Comprehensive test for the Hybrid Attention Architecture (Attention + SSM).

This script performs two levels of testing:
1.  **Synthetic Verification**: Validates the "plumbing" of the Hybrid backend and
    SSM adapter using the deterministic 'prefix-sum' mode described in the
    research paper. This runs without a real model checkpoint.
2.  **Integration Test**: Runs the full vLLM engine with a Hybrid model (if provided)
    to ensure end-to-end stability.

Usage:
    python examples/offline_inference/test_hybrid_architecture.py

    # To run the integration test with a specific model:
    export HYBRID_MODEL="your-org/step3-text-hybrid"
    python examples/offline_inference/test_hybrid_architecture.py
"""

import os
import sys
import torch
import torch.nn as nn
from typing import Optional

# Ensure we can import from vllm source
sys.path.append(os.path.abspath(os.path.join(os.path.dirname(__file__), "../../")))

from vllm import LLM, SamplingParams
from vllm.v1.attention.backends.hybrid_attn import HybridAttentionImpl
from vllm.model_executor.layers.hybrid_ssm_adapter import HybridSSMAdapter
from vllm.config import ModelConfig, CacheConfig, VllmConfig

# Mocking utilities to avoid needing a full model config for the synthetic test
from unittest.mock import MagicMock

def create_mock_configs():
    """Create minimal mock configs to satisfy HybridSSMAdapter initialization."""
    model_config = MagicMock(spec=ModelConfig)
    model_config.dtype = torch.float32
    model_config.get_num_attention_heads.return_value = 4
    model_config.get_head_size.return_value = 16

    cache_config = MagicMock(spec=CacheConfig)
    cache_config.mamba_cache_dtype = "auto"
    cache_config.mamba_ssm_cache_dtype = "auto"
    cache_config.sliding_window = None

    return model_config, cache_config

def run_synthetic_verification():
    """
    Executes the 'Prefix-Sum Verification' described in the research paper (Section 4.1).

    This test:
    1.  Instantiates the real `HybridSSMAdapter` and `HybridAttentionImpl`.
    2.  Sets `VLLM_HYBRID_SSM_MODE='prefix_sum'`.
    3.  Feeds a sequence of tokens [x1, x2, x3...].
    4.  Mocks the attention branch to return 0.
    5.  Verifies that the output is [x1, x1+x2, x1+x2+x3...].
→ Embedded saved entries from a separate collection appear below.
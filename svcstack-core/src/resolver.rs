//! Connection and credential resolution
//!
//! Merges explicit configuration, ARN decomposition and optional discovery /
//! credential-store lookups into one validated [`AwsConnectionParams`].

use crate::config::{ConfigParams, Configurable};
use crate::connection::{AwsConnectionParams, ResolveOptions};
use crate::error::ServiceError;
use async_trait::async_trait;
use parking_lot::RwLock;
use std::collections::{BTreeSet, HashMap};
use std::sync::Arc;
use tracing::debug;

/// Looks up connection parameters by name
#[async_trait]
pub trait Discovery: Send + Sync {
    async fn resolve_one(
        &self,
        trace_id: Option<&str>,
        key: &str,
    ) -> Result<Option<ConfigParams>, ServiceError>;
}

/// Looks up credential parameters by name
#[async_trait]
pub trait CredentialStore: Send + Sync {
    async fn lookup(
        &self,
        trace_id: Option<&str>,
        key: &str,
    ) -> Result<Option<ConfigParams>, ServiceError>;
}

/// Named parameter sets held in memory
#[derive(Default)]
struct MemoryRegistry {
    items: RwLock<HashMap<String, ConfigParams>>,
}

impl MemoryRegistry {
    /// Every top-level section becomes one named entry
    fn configure(&self, config: &ConfigParams) {
        let names: BTreeSet<&str> = config
            .iter()
            .filter_map(|(k, _)| k.split_once('.').map(|(name, _)| name))
            .collect();

        let mut items = self.items.write();
        for name in names {
            items.insert(name.to_string(), config.get_section(name));
        }
    }

    fn register(&self, key: &str, params: ConfigParams) {
        self.items.write().insert(key.to_string(), params);
    }

    fn get(&self, key: &str) -> Option<ConfigParams> {
        self.items.read().get(key).cloned()
    }
}

/// In-memory discovery service, configured as `<key>.<param> = <value>`
#[derive(Default)]
pub struct MemoryDiscovery {
    registry: MemoryRegistry,
}

impl MemoryDiscovery {
    pub fn new() -> Self {
        Self::default()
    }

    pub fn from_config(config: &ConfigParams) -> Self {
        let discovery = Self::new();
        discovery.registry.configure(config);
        discovery
    }

    pub fn register(&self, key: &str, connection: ConfigParams) {
        self.registry.register(key, connection);
    }
}

#[async_trait]
impl Discovery for MemoryDiscovery {
    async fn resolve_one(
        &self,
        _trace_id: Option<&str>,
        key: &str,
    ) -> Result<Option<ConfigParams>, ServiceError> {
        Ok(self.registry.get(key))
    }
}

/// In-memory credential store, configured as `<key>.access_id = ...`
#[derive(Default)]
pub struct MemoryCredentialStore {
    registry: MemoryRegistry,
}

impl MemoryCredentialStore {
    pub fn new() -> Self {
        Self::default()
    }

    pub fn from_config(config: &ConfigParams) -> Self {
        let store = Self::new();
        store.registry.configure(config);
        store
    }

    pub fn store(&self, key: &str, credential: ConfigParams) {
        self.registry.register(key, credential);
    }
}

#[async_trait]
impl CredentialStore for MemoryCredentialStore {
    async fn lookup(
        &self,
        _trace_id: Option<&str>,
        key: &str,
    ) -> Result<Option<ConfigParams>, ServiceError> {
        Ok(self.registry.get(key))
    }
}

/// Resolves AWS connection parameters for a component
#[derive(Clone, Default)]
pub struct AwsConnectionResolver {
    connection: AwsConnectionParams,
    options: ResolveOptions,
    default_service: Option<String>,
    discovery: Option<Arc<dyn Discovery>>,
    credential_store: Option<Arc<dyn CredentialStore>>,
}

impl AwsConnectionResolver {
    pub fn new() -> Self {
        Self::default()
    }

    /// Service name used when synthesizing an ARN from its parts
    pub fn with_service(mut self, service: &str) -> Self {
        self.default_service = Some(service.to_string());
        self
    }

    pub fn with_options(mut self, options: ResolveOptions) -> Self {
        self.options = options;
        self
    }

    pub fn options(&self) -> ResolveOptions {
        self.options
    }

    pub fn set_discovery(&mut self, discovery: Arc<dyn Discovery>) {
        self.discovery = Some(discovery);
    }

    pub fn set_credential_store(&mut self, store: Arc<dyn CredentialStore>) {
        self.credential_store = Some(store);
    }

    fn is_connected(&self, params: &AwsConnectionParams) -> bool {
        params.arn().is_some() || (!self.options.require_arn && params.region().is_some())
    }

    fn is_complete(&self, params: &AwsConnectionParams) -> bool {
        self.is_connected(params) && (!self.options.require_credentials || params.has_credentials())
    }

    /// Produce one validated parameter set
    ///
    /// Collaborators are only consulted for what the configuration lacks, and
    /// explicit values always win over looked-up ones.
    pub async fn resolve(&self, trace_id: Option<&str>) -> Result<AwsConnectionParams, ServiceError> {
        let mut params = self.connection.clone();

        if params.get("service").is_none() {
            if let Some(service) = &self.default_service {
                params.set("service", service.clone());
            }
        }

        if !self.is_complete(&params) {
            if !self.is_connected(&params) {
                if let Some(key) = params.discovery_key() {
                    let discovery = self.discovery.as_ref().ok_or_else(|| {
                        ServiceError::configuration(
                            "CANNOT_RESOLVE",
                            "Discovery wasn't found to make resolution",
                        )
                        .with_detail("discovery_key", key.clone())
                        .with_trace_id(trace_id)
                    })?;

                    let found = discovery.resolve_one(trace_id, &key).await?.ok_or_else(|| {
                        ServiceError::configuration(
                            "NO_CONNECTION",
                            format!("Connection for {} was not found", key),
                        )
                        .with_detail("discovery_key", key.clone())
                        .with_trace_id(trace_id)
                    })?;
                    debug!(discovery_key = %key, "Resolved connection through discovery");
                    params.merge_missing(&found);
                }
            }

            if !params.has_credentials() {
                if let Some(key) = params.store_key() {
                    let store = self.credential_store.as_ref().ok_or_else(|| {
                        ServiceError::configuration(
                            "CANNOT_RESOLVE",
                            "Credential store wasn't found to make lookup",
                        )
                        .with_detail("store_key", key.clone())
                        .with_trace_id(trace_id)
                    })?;

                    let found = store.lookup(trace_id, &key).await?.ok_or_else(|| {
                        ServiceError::configuration(
                            "NO_CREDENTIAL",
                            format!("Credential for {} was not found", key),
                        )
                        .with_detail("store_key", key.clone())
                        .with_trace_id(trace_id)
                    })?;
                    debug!(store_key = %key, "Resolved credential through credential store");
                    params.merge_missing(&found);
                }
            }
        }

        params.validate(trace_id, self.options)?;
        Ok(params)
    }
}

impl Configurable for AwsConnectionResolver {
    fn configure(&mut self, config: &ConfigParams) {
        self.connection = AwsConnectionParams::from_config(config);
    }
}
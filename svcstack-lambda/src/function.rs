//! Dispatcher the Lambda runtime calls for every event

use async_trait::async_trait;
use parking_lot::RwLock;
use serde_json::Value;
use std::collections::HashMap;
use std::future::Future;
use std::sync::Arc;
use svcstack_core::{
    CachedCounters, ConfigParams, Configurable, CounterTiming, Logger, Openable, Schema, ServiceError,
};
use tracing::{debug, error, info, warn};

/// Handles one action of a function
#[async_trait]
pub trait ActionHandler: Send + Sync {
    async fn handle(&self, event: Value) -> Result<Value, ServiceError>;
}

#[async_trait]
impl<F, Fut> ActionHandler for F
where
    F: Fn(Value) -> Fut + Send + Sync + 'static,
    Fut: Future<Output = Result<Value, ServiceError>> + Send + 'static,
{
    async fn handle(&self, event: Value) -> Result<Value, ServiceError> {
        (self)(event).await
    }
}

/// Runs once when the function initializes, typically to register actions
#[async_trait]
pub trait Initializer: Send + Sync {
    async fn initialize(&self, function: &LambdaFunction) -> Result<(), ServiceError>;
}

pub(crate) fn instrument(
    counters: &CachedCounters,
    logger: Option<&dyn Logger>,
    trace_id: Option<&str>,
    name: &str,
) -> CounterTiming {
    if let Some(logger) = logger {
        logger.trace(trace_id, &format!("Executing {} method", name));
    }
    counters.increment_one(&format!("{}.exec_count", name));
    counters.begin_timing(&format!("{}.exec_time", name))
}

struct Action {
    schema: Option<Schema>,
    handler: Arc<dyn ActionHandler>,
}

/// Initializers run at most once; dependencies reopen after a close
#[derive(Debug, Default)]
struct InitState {
    initializers_run: usize,
    opened: bool,
}

/// Routes events to registered actions by their `cmd` field
pub struct LambdaFunction {
    name: String,
    description: Option<String>,
    config: ConfigParams,
    actions: RwLock<HashMap<String, Action>>,
    initializers: Vec<Arc<dyn Initializer>>,
    dependencies: Vec<Arc<dyn Openable>>,
    logger: Option<Arc<dyn Logger>>,
    counters: CachedCounters,
    state: tokio::sync::Mutex<InitState>,
}

impl LambdaFunction {
    pub fn new(name: &str, description: Option<&str>) -> Self {
        Self {
            name: name.to_string(),
            description: description.map(str::to_string),
            config: ConfigParams::new(),
            actions: RwLock::new(HashMap::new()),
            initializers: Vec::new(),
            dependencies: Vec::new(),
            logger: None,
            counters: CachedCounters::new(),
            state: tokio::sync::Mutex::new(InitState::default()),
        }
    }

    pub fn with_initializer(mut self, initializer: Arc<dyn Initializer>) -> Self {
        self.initializers.push(initializer);
        self
    }

    /// Opened on initialize and closed on close, in registration order
    pub fn with_dependency(mut self, dependency: Arc<dyn Openable>) -> Self {
        self.dependencies.push(dependency);
        self
    }

    pub fn with_logger(mut self, logger: Arc<dyn Logger>) -> Self {
        self.logger = Some(logger);
        self
    }

    pub fn with_counters(mut self, counters: CachedCounters) -> Self {
        self.counters = counters;
        self
    }

    pub fn name(&self) -> &str {
        &self.name
    }

    pub fn description(&self) -> Option<&str> {
        self.description.as_deref()
    }

    pub fn config(&self) -> &ConfigParams {
        &self.config
    }

    pub fn counters(&self) -> &CachedCounters {
        &self.counters
    }

    pub fn logger(&self) -> Option<&Arc<dyn Logger>> {
        self.logger.as_ref()
    }

    /// Count a call of `name` and start timing it
    pub fn instrument(&self, trace_id: Option<&str>, name: &str) -> CounterTiming {
        instrument(&self.counters, self.logger.as_deref(), trace_id, name)
    }

    pub fn register_action<F, Fut>(
        &self,
        command: &str,
        schema: Option<Schema>,
        handler: F,
    ) -> Result<(), ServiceError>
    where
        F: Fn(Value) -> Fut + Send + Sync + 'static,
        Fut: Future<Output = Result<Value, ServiceError>> + Send + 'static,
    {
        self.register_handler(command, schema, Arc::new(handler))
    }

    pub fn register_handler(
        &self,
        command: &str,
        schema: Option<Schema>,
        handler: Arc<dyn ActionHandler>,
    ) -> Result<(), ServiceError> {
        if command.trim().is_empty() {
            return Err(ServiceError::configuration("NO_COMMAND", "Missing command"));
        }

        let mut actions = self.actions.write();
        if actions.contains_key(command) {
            return Err(ServiceError::configuration(
                "DUPLICATE_ACTION",
                format!("Action {} is already registered", command),
            )
            .with_detail("command", command));
        }

        actions.insert(command.to_string(), Action { schema, handler });
        debug!(function = %self.name, command = %command, "Registered action");
        Ok(())
    }

    pub fn has_action(&self, command: &str) -> bool {
        self.actions.read().contains_key(command)
    }

    pub async fn is_initialized(&self) -> bool {
        self.state.lock().await.opened
    }

    /// Run initializers and open dependencies; later calls are no-ops
    ///
    /// After a failure the next call resumes where this one stopped: completed
    /// initializers are not run again and open dependencies are not reopened.
    pub async fn initialize(&self, trace_id: Option<&str>) -> Result<(), ServiceError> {
        let mut state = self.state.lock().await;
        if state.opened {
            return Ok(());
        }

        for initializer in self.initializers.iter().skip(state.initializers_run) {
            initializer.initialize(self).await?;
            state.initializers_run += 1;
        }
        for dependency in &self.dependencies {
            if !dependency.is_open() {
                dependency.open(trace_id).await?;
            }
        }

        state.opened = true;
        info!(function = %self.name, actions = self.actions.read().len(), "Initialized lambda function");
        Ok(())
    }

    /// Route an event to its action
    pub async fn execute(&self, event: Value) -> Result<Value, ServiceError> {
        let trace_id = event
            .get("correlationId")
            .and_then(Value::as_str)
            .map(str::to_string);

        let command = event
            .get("cmd")
            .and_then(Value::as_str)
            .filter(|cmd| !cmd.trim().is_empty())
            .map(str::to_string)
            .ok_or_else(|| {
                ServiceError::bad_request("NO_COMMAND", "Cmd parameter is missing")
                    .with_trace_id(trace_id.as_deref())
            })?;

        let (schema, handler) = {
            let actions = self.actions.read();
            let action = actions.get(&command).ok_or_else(|| {
                ServiceError::bad_request("NO_ACTION", format!("Action {} was not found", command))
                    .with_detail("command", command.clone())
                    .with_trace_id(trace_id.as_deref())
            })?;
            (action.schema.clone(), action.handler.clone())
        };

        if let Some(schema) = schema {
            schema.validate_and_fail(trace_id.as_deref(), &event)?;
        }

        let result = handler.handle(event).await;
        if let Err(err) = &result {
            if let Some(logger) = &self.logger {
                logger.error(trace_id.as_deref(), Some(err), &format!("Failed to execute {}", command));
            }
        }
        result
    }

    /// Runtime entry point, initializing first when needed
    pub async fn handle(&self, event: Value) -> Result<Value, ServiceError> {
        let trace_id = event.get("correlationId").and_then(Value::as_str);
        if let Err(err) = self.initialize(trace_id).await {
            error!(function = %self.name, error = %err, "Failed to initialize lambda function");
            return Err(err);
        }
        self.execute(event).await
    }

    /// Close dependencies in reverse order; the first failure is returned
    ///
    /// Registered actions stay, so a later `handle` only reopens dependencies.
    pub async fn close(&self, trace_id: Option<&str>) -> Result<(), ServiceError> {
        let mut state = self.state.lock().await;

        let mut first_error = None;
        for dependency in self.dependencies.iter().rev() {
            if let Err(err) = dependency.close(trace_id).await {
                warn!(function = %self.name, error = %err, "Failed to close dependency");
                first_error.get_or_insert(err);
            }
        }

        state.opened = false;
        info!(function = %self.name, "Closed lambda function");
        first_error.map_or(Ok(()), Err)
    }
}

impl Configurable for LambdaFunction {
    fn configure(&mut self, config: &ConfigParams) {
        if let Some(name) = config.get_as_nullable_string("name") {
            self.name = name;
        }
        if let Some(description) = config.get_as_nullable_string("description") {
            self.description = Some(description);
        }
        self.config = config.clone();
    }
}
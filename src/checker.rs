use log::{error, info};
use std::sync::Arc;

use crate::config::Config;
use crate::error::CheckerError;
use crate::output_handler::{ensure_output_exists, write_valid_proxies};
use crate::proxy_handler::ProxyProber;
use crate::source_handler::aggregate;
use crate::validator::validate_all;

#[derive(Debug)]
pub struct RunSummary {
    pub fetched: usize,
    pub valid_proxies: Vec<String>,
    pub written: bool,
}

/// One full sweep: fetch lists, probe every candidate, persist the survivors.
///
/// Only a missing output file stops the run. A failed write is reported and
/// the validated proxies stay available in the summary.
pub async fn run(config: &Config, prober: Arc<dyn ProxyProber>) -> Result<RunSummary, CheckerError> {
    let output = config.valid_proxies_file.as_path();
    ensure_output_exists(output).await?;

    let candidates = aggregate(&config.source_urls, config.fetch_timeout).await;
    let valid_proxies = validate_all(prober, &candidates, config.max_concurrency).await;

    let written = match write_valid_proxies(output, &valid_proxies).await {
        Ok(()) => {
            println!(
                "Total valid proxies: {} written to {}",
                valid_proxies.len(),
                output.display()
            );
            info!("Wrote {} valid proxies to {}", valid_proxies.len(), output.display());
            true
        }
        Err(e) => {
            println!("{}", e);
            error!("Valid proxies were not saved to {}", output.display());
            false
        }
    };

    Ok(RunSummary {
        fetched: candidates.len(),
        valid_proxies,
        written,
    })
}
use log::{error, info};
use reqwest::Client;
use std::collections::HashSet;
use std::time::Duration;

use crate::error::CheckerError;
use crate::utils::parse_candidates;

pub async fn fetch_source(client: &Client, url: &str) -> Result<Vec<String>, CheckerError> {
    let response = client
        .get(url)
        .send()
        .await
        .map_err(|e| CheckerError::SourceRequest {
            url: url.to_string(),
            source: e,
        })?;

    if !response.status().is_success() {
        return Err(CheckerError::SourceStatus {
            url: url.to_string(),
            status: response.status(),
        });
    }

    let body = response
        .text()
        .await
        .map_err(|e| CheckerError::SourceRequest {
            url: url.to_string(),
            source: e,
        })?;

    Ok(parse_candidates(&body))
}

/// Fetch every source list and merge the lines into one set of candidates.
///
/// A source that fails contributes nothing; the run carries on with whatever
/// the other sources returned.
pub async fn aggregate(urls: &[String], fetch_timeout: Duration) -> HashSet<String> {
    let mut all_proxies = HashSet::new();

    let client = match Client::builder().timeout(fetch_timeout).build() {
        Ok(client) => client,
        Err(e) => {
            println!("{}", CheckerError::Client(e));
            error!("Could not build the source client, no proxies fetched");
            return all_proxies;
        }
    };

    for url in urls {
        match fetch_source(&client, url).await {
            Ok(proxies) => {
                info!("Fetched {} lines from {}", proxies.len(), url);
                all_proxies.extend(proxies);
            }
            Err(e) => {
                println!("{}", e);
                error!("Skipping source {}", url);
            }
        }
    }

    println!("Total proxies fetched: {}", all_proxies.len());
    info!("Merged {} sources into one candidate set", urls.len());
    all_proxies
}

#[cfg(test)]
mod tests {
    use super::*;
    use wiremock::matchers::{method, path};
    use wiremock::{Mock, MockServer, ResponseTemplate};

    const TIMEOUT: Duration = Duration::from_secs(2);

    async fn list_server(route: &str, body: &str) -> MockServer {
        let server = MockServer::start().await;
        Mock::given(method("GET"))
            .and(path(route))
            .respond_with(ResponseTemplate::new(200).set_body_string(body))
            .mount(&server)
            .await;
        server
    }

    #[tokio::test]
    async fn overlapping_sources_merge_into_a_set() {
        let first = list_server("/http.txt", "1.1.1.1:80\n2.2.2.2:8080\n").await;
        let second = list_server("/proxies.txt", "2.2.2.2:8080\n3.3.3.3:3128\n\n").await;
        let urls = vec![
            format!("{}/http.txt", first.uri()),
            format!("{}/proxies.txt", second.uri()),
        ];

        let proxies = aggregate(&urls, TIMEOUT).await;

        assert_eq!(proxies.len(), 3);
        assert!(proxies.contains("1.1.1.1:80"));
        assert!(proxies.contains("2.2.2.2:8080"));
        assert!(proxies.contains("3.3.3.3:3128"));
    }

    #[tokio::test]
    async fn lines_differing_only_in_whitespace_stay_distinct() {
        let first = list_server("/http.txt", "1.2.3.4:80\n").await;
        let second = list_server("/proxies.txt", "1.2.3.4:80 \n").await;
        let urls = vec![
            format!("{}/http.txt", first.uri()),
            format!("{}/proxies.txt", second.uri()),
        ];

        let proxies = aggregate(&urls, TIMEOUT).await;

        assert_eq!(proxies.len(), 2);
    }

    #[tokio::test]
    async fn failing_source_contributes_nothing() {
        let good = list_server("/http.txt", "1.1.1.1:80\n").await;
        let bad = MockServer::start().await;
        Mock::given(method("GET"))
            .respond_with(ResponseTemplate::new(500))
            .mount(&bad)
            .await;
        let urls = vec![
            format!("{}/missing.txt", bad.uri()),
            "http://127.0.0.1:1/unreachable.txt".to_string(),
            format!("{}/http.txt", good.uri()),
        ];

        let proxies = aggregate(&urls, TIMEOUT).await;

        assert_eq!(proxies.len(), 1);
        assert!(proxies.contains("1.1.1.1:80"));
    }

    #[tokio::test]
    async fn non_success_status_is_an_error() {
        let server = MockServer::start().await;
        Mock::given(method("GET"))
            .respond_with(ResponseTemplate::new(404))
            .mount(&server)
            .await;
        let client = Client::new();

        let result = fetch_source(&client, &format!("{}/gone", server.uri())).await;

        assert!(matches!(result, Err(CheckerError::SourceStatus { .. })));
    }

    #[tokio::test]
    async fn slow_source_times_out() {
        let server = MockServer::start().await;
        Mock::given(method("GET"))
            .respond_with(
                ResponseTemplate::new(200)
                    .set_body_string("1.1.1.1:80\n")
                    .set_delay(Duration::from_secs(3)),
            )
            .mount(&server)
            .await;
        let urls = vec![format!("{}/slow.txt", server.uri())];

        let proxies = aggregate(&urls, Duration::from_millis(200)).await;

        assert!(proxies.is_empty());
    }

    #[tokio::test]
    async fn empty_body_yields_no_candidates() {
        let server = list_server("/empty.txt", "").await;
        let client = Client::new();

        let proxies = fetch_source(&client, &format!("{}/empty.txt", server.uri()))
            .await
            .unwrap();

        assert!(proxies.is_empty());
    }
}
    This proves that the SSM history branch is correctly wired and can carry 
    state across tokens, independent of the standard attention mechanism.
    """
    print("\n" + "=" * 80)
    print("Running Synthetic Prefix-Sum Verification (Paper Section 4.1)")
    print("=" * 80)

    # Force the environment variable for the adapter
    os.environ["VLLM_HYBRID_SSM_MODE"] = "prefix_sum"

    device = torch.device("cuda" if torch.cuda.is_available() else "cpu")
    print(f"Running on device: {device}")

    # Setup parameters
    num_heads = 2
    head_size = 8
    num_kv_heads = 2
    intermediate_size = 32
    ssm_state_size = 16
    num_tokens = 5

    # Create mock configs
    model_config, cache_config = create_mock_configs()

    # Instantiate the REAL adapter
    print("Initializing HybridSSMAdapter...")
    adapter = HybridSSMAdapter(
        hidden_size=num_heads * head_size,
        ssm_state_size=ssm_state_size,
        conv_kernel_size=3,
        intermediate_size=intermediate_size,
        model_config=model_config,
        cache_config=cache_config,
        prefix="test_layer.ssm"
    ).to(device)

    # Instantiate the backend
    print("Initializing HybridAttentionImpl...")
    impl = HybridAttentionImpl(
        num_heads=num_heads,
        head_size=head_size,
        scale=1.0,
        num_kv_heads=num_kv_heads,
        alibi_slopes=None,
        sliding_window=None,
        kv_cache_dtype="auto",
    )

    # Mock the Triton attention implementation to return zeros
    # This isolates the contribution of the SSM branch.
    class _ZeroTritonImpl:
        def forward(self, *args, output, **kwargs):
            output.zero_()

    impl._triton_impl = _ZeroTritonImpl()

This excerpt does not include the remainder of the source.